Pour un nouveau système de gouvernement vaudois

Roger Nordmann, candidat à la Constituante sur les listes socialistes, préconise l'élection par le peuple d'un chef du gouvernement qui nommerait ses ministres.

Plusieurs voix se sont élevées pour préconiser de centrer le débat sur les valeurs, les droits fondamentaux et les droits sociaux. A mon avis, cette approche néglige la dimension essentielle d'une Constitution cantonale, à savoir fixer les règles du jeu politique et institutionnel.
L'impact pratique des droits fondamentaux au niveau cantonal est presque nul: ces droits découlent directement de la Constitution fédérale et des traités internationaux (comme la Convention européenne des droits de l'homme). C'est généralement sur ces bases que les plaignants obtiennent gain de cause, et non en s'appuyant sur la Constitution de leur canton.

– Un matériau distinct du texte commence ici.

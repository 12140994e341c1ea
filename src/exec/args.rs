// Predicate-argument decoding.
//
// User-supplied arguments arrive as a typed variant: a scalar value, a
// typed array, or a heterogeneous list. Decoding normalizes them to the
// column's lane representation exactly once, at query-compile time; row
// evaluation only ever sees lane-typed data. Null elements inside IN lists
// are dropped; a list that decodes empty never matches.

use crate::error::{MemrisError, Result};
use crate::types::{int_lane_value, long_lane_value, str_lane_value, Lane, TypeCode, Value};

/// Raw predicate argument as produced by the query compiler.
#[derive(Debug, Clone, PartialEq)]
pub enum ArgValue {
    Scalar(Value),
    LongArray(Vec<i64>),
    IntArray(Vec<i32>),
    StrArray(Vec<String>),
    List(Vec<Value>),
}

/// Lane-normalized argument.
#[derive(Debug, Clone, PartialEq)]
pub enum DecodedArg {
    Null,
    Long(i64),
    Int(i32),
    Str(String),
    LongList(Vec<i64>),
    IntList(Vec<i32>),
    StrList(Vec<String>),
}

impl DecodedArg {
    pub fn is_null(&self) -> bool {
        matches!(self, DecodedArg::Null)
    }

    pub fn as_long(&self) -> Result<Option<i64>> {
        match self {
            DecodedArg::Null => Ok(None),
            DecodedArg::Long(value) => Ok(Some(*value)),
            other => Err(shape_error("long scalar", other)),
        }
    }

    pub fn as_int(&self) -> Result<Option<i32>> {
        match self {
            DecodedArg::Null => Ok(None),
            DecodedArg::Int(value) => Ok(Some(*value)),
            other => Err(shape_error("int scalar", other)),
        }
    }

    pub fn as_str(&self) -> Result<Option<&str>> {
        match self {
            DecodedArg::Null => Ok(None),
            DecodedArg::Str(value) => Ok(Some(value)),
            other => Err(shape_error("string scalar", other)),
        }
    }

    pub fn as_long_list(&self) -> Result<&[i64]> {
        match self {
            DecodedArg::LongList(values) => Ok(values),
            other => Err(shape_error("long list", other)),
        }
    }

    pub fn as_int_list(&self) -> Result<&[i32]> {
        match self {
            DecodedArg::IntList(values) => Ok(values),
            other => Err(shape_error("int list", other)),
        }
    }

    pub fn as_str_list(&self) -> Result<&[String]> {
        match self {
            DecodedArg::StrList(values) => Ok(values),
            other => Err(shape_error("string list", other)),
        }
    }

    fn kind_name(&self) -> &'static str {
        match self {
            DecodedArg::Null => "null",
            DecodedArg::Long(_) => "long scalar",
            DecodedArg::Int(_) => "int scalar",
            DecodedArg::Str(_) => "string scalar",
            DecodedArg::LongList(_) => "long list",
            DecodedArg::IntList(_) => "int list",
            DecodedArg::StrList(_) => "string list",
        }
    }
}

fn shape_error(expected: &str, actual: &DecodedArg) -> MemrisError {
    MemrisError::ArgumentShape(format!(
        "expected {expected} argument, got {}",
        actual.kind_name()
    ))
}

/// Decode one raw argument against a column's type code.
pub fn decode_arg(arg: &ArgValue, type_code: TypeCode, column: usize) -> Result<DecodedArg> {
    match (arg, type_code.lane()) {
        (ArgValue::Scalar(value), Lane::Long) => Ok(long_lane_value(value, type_code, column)?
            .map(DecodedArg::Long)
            .unwrap_or(DecodedArg::Null)),
        (ArgValue::Scalar(value), Lane::Int) => Ok(int_lane_value(value, type_code, column)?
            .map(DecodedArg::Int)
            .unwrap_or(DecodedArg::Null)),
        (ArgValue::Scalar(value), Lane::Str) => Ok(str_lane_value(value, type_code, column)?
            .map(DecodedArg::Str)
            .unwrap_or(DecodedArg::Null)),

        // Typed arrays carry logical values; floating-point columns must
        // go through the List form so the sortable encoding applies.
        (ArgValue::LongArray(values), Lane::Long) if type_code != TypeCode::Double => {
            Ok(DecodedArg::LongList(values.clone()))
        }
        (ArgValue::IntArray(values), Lane::Int) if type_code != TypeCode::Float => {
            Ok(DecodedArg::IntList(values.clone()))
        }
        (ArgValue::StrArray(values), Lane::Str) => Ok(DecodedArg::StrList(values.clone())),

        (ArgValue::List(values), Lane::Long) => {
            let mut out = Vec::with_capacity(values.len());
            for value in values {
                if let Some(lane) = long_lane_value(value, type_code, column)? {
                    out.push(lane);
                }
            }
            Ok(DecodedArg::LongList(out))
        }
        (ArgValue::List(values), Lane::Int) => {
            let mut out = Vec::with_capacity(values.len());
            for value in values {
                if let Some(lane) = int_lane_value(value, type_code, column)? {
                    out.push(lane);
                }
            }
            Ok(DecodedArg::IntList(out))
        }
        (ArgValue::List(values), Lane::Str) => {
            let mut out = Vec::with_capacity(values.len());
            for value in values {
                if let Some(lane) = str_lane_value(value, type_code, column)? {
                    out.push(lane);
                }
            }
            Ok(DecodedArg::StrList(out))
        }

        (arg, lane) => Err(MemrisError::ArgumentShape(format!(
            "argument {} does not fit the {} lane of column {column}",
            arg_kind(arg),
            lane.name()
        ))),
    }
}

fn arg_kind(arg: &ArgValue) -> &'static str {
    match arg {
        ArgValue::Scalar(_) => "scalar",
        ArgValue::LongArray(_) => "long array",
        ArgValue::IntArray(_) => "int array",
        ArgValue::StrArray(_) => "string array",
        ArgValue::List(_) => "list",
    }
}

Quant aux droits sociaux, leur effet est essentiellement symbolique, car on ne peut guère obtenir leur réalisation par voie judiciaire: contre qui un chômeur conduirait-il un procès visant à faire respecter son droit au travail? Pour répondre à la crise institutionnelle, on pourrait modifier complètement le système de gouvernement selon les quatre règles suivantes: Le chef du gouvernement est élu par le peuple, au scrutin majoritaire à deux tours. Seuls les deux meilleurs candidats ont accès au second tour, sur le modèle de l'élection présidentielle française.

Une fois élu, le chef du gouvernement compose librement son équipe gouvernementale (jusqu'à 10 membres). Au moment d'entrer en fonction ainsi qu'à chaque modification de la composition de l'équipe, cette dernière doit obtenir la confiance du Grand Conseil. Le chef du gouvernement peut dissoudre le Grand Conseil.Toutefois, s'il choisit cette extrémité, sa propre démission est automatique.

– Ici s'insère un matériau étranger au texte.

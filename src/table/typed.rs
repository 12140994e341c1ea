// Typed table: one page-column per schema field composed with the row
// substrate and the primary-key index.
//
// Insert claims a slot, writes every column under the row seqlock, binds
// the primary key, publishes the columns, releases the seqlock, then
// counts the row live. Reads validate lane compatibility and observe the
// row through the seqlock. Scans are type-dispatched to the owning column
// and tombstone-filtered before returning.

use crate::column::ColumnStorage;
use crate::error::{MemrisError, Result};
use crate::exec::specialize::SpecializationCache;
use crate::refs::{self, RowRef, NONE_REF};
use crate::selection::Selection;
use crate::types::{
    int_lane_to_value, int_lane_value, long_lane_to_value, long_lane_value, str_lane_value, Lane,
    TableMetadata, TypeCode, Value,
};
use crate::EngineConfig;

use super::pk_index::{PkEntry, PkIndex};
use super::substrate::TableSubstrate;

enum Staged {
    Long(Option<i64>),
    Int(Option<i32>),
    Str(Option<String>),
}

enum IdKey {
    Long(i64),
    Str(String),
}

pub struct TypedTable {
    meta: TableMetadata,
    substrate: TableSubstrate,
    columns: Vec<ColumnStorage>,
    pk: PkIndex,
    id_column: usize,
    specialization: SpecializationCache,
}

Si le Grand Conseil vote une motion de défiance, le gouvernement est démis, à l'exception de son chef, qui doit constituer une nouvelle équipe sur la base d'une nouvelle coalition. Si après trois essais consécutifs, le nouveau gouvernement n'obtient pas la confiance, de nouvelles élections générales sont organisées, tant pour le Grand Conseil que pour le chef du gouvernement.

En contrepartie du renforcement du tandem parlementaire et gouvernemental, il est judicieux que le peuple puisse obtenir le renouvellement anticipé des autorités. Comme il s'agit d'un acte grave, le nombre de signatures exigées doit être plus élevé que pour un référendum normal.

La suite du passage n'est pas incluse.